Maybe you, like us, grew up hearing that familiar phrase – “pedestrians have the right of way.” Well that’s not completely true. Pedestrians can’t willy nilly run all over the road and then, if they get injured, blame the guy driving. It’s a bit more complicated than that.

If a pedestrian gets hit by a driver, s/he must prove that the driver failed to exercise reasonable care and was negligent in causing the collision and the subsequent injuries. That’s what Florida law requires in every automobile negligence case.

In Florida, both pedestrians and drivers are considered to have equal rights to use roadways; both walkers and drivers have a duty to respect the other’s rights of travel. Essentially, pedestrians and motorists have a reciprocal right to use all public roads in Florida. And both pedestrians and drivers are duty bound to exercise reasonable care while walking or driving.

To establish negligence in a pedestrian accident, the plaintiff-pedestrian must prove that the defendant-driver:

– Owed a legal duty to the plaintiff;
– Breached that legal duty;
– Caused an accident or injury involving the plaintiff; and
– Injured the plaintiff as a result.

However, motorists are not always completely responsible under the law for damages in all pedestrian accidents.
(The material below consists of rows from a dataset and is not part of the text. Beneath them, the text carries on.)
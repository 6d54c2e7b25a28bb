//! Secret sources behind a common trait

use zeroize::Zeroizing;

use crate::assuan::PinentryClient;
use crate::config::Config;
use crate::error::Result;
use crate::fallback::TerminalPrompt;
use crate::request::Request;

/// Trait for obtaining a secret from some source.
pub trait PinReader {
    /// Ask for the secret described by `request`.
    ///
    /// Returns the secret wrapped in `Zeroizing` so it is wiped from memory
    /// when dropped.
    fn read_pin(&mut self, request: &Request) -> Result<Zeroizing<String>>;
}

impl PinReader for PinentryClient {
    fn read_pin(&mut self, request: &Request) -> Result<Zeroizing<String>> {
        self.get_pin(request)
    }
}

impl PinReader for TerminalPrompt {
    fn read_pin(&mut self, request: &Request) -> Result<Zeroizing<String>> {
        self.get_pin(request)
    }
}

/// Picks pinentry when it is installed and the terminal otherwise, anew on
/// every call.
#[derive(Debug, Clone, Default)]
pub struct SecretPrompt {
    config: Config,
}

impl SecretPrompt {
    pub fn new(config: Config) -> Self {
        Self { config }
    }
}

impl PinReader for SecretPrompt {
    fn read_pin(&mut self, request: &Request) -> Result<Zeroizing<String>> {
        crate::get_pin_with(request, &self.config)
    }
}

/// Returns a fixed secret whatever is asked (for testing)
pub struct ConstantPinReader {
    pin: Zeroizing<String>,
}

impl ConstantPinReader {
    pub fn new(pin: impl Into<String>) -> Self {
        Self {
            pin: Zeroizing::new(pin.into()),
        }
    }
}

impl PinReader for ConstantPinReader {
    fn read_pin(&mut self, _request: &Request) -> Result<Zeroizing<String>> {
        Ok(self.pin.clone())
    }
}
Sometimes, both the pedestrian and the driver will be found partially negligent; this is called comparative negligence.

In a comparative negligence, or fault, scenario the pedestrian will only recover some, but not all of the damages sought.

Another consideration is that when a pedestrian is injured, there may be more than one party legally responsible for the accident. Besides the driver and the pedestrian, the party in charge of maintaining the sidewalk, road, or parking lot where the accident occurred may also be partially liable.

Pedestrian duties exemplify how jaywalking is truly a prohibited act. If a pedestrian suddenly crosses a road, without a signal or not in a crosswalk, and the pedestrian gets hit, the driver may not be negligent at all.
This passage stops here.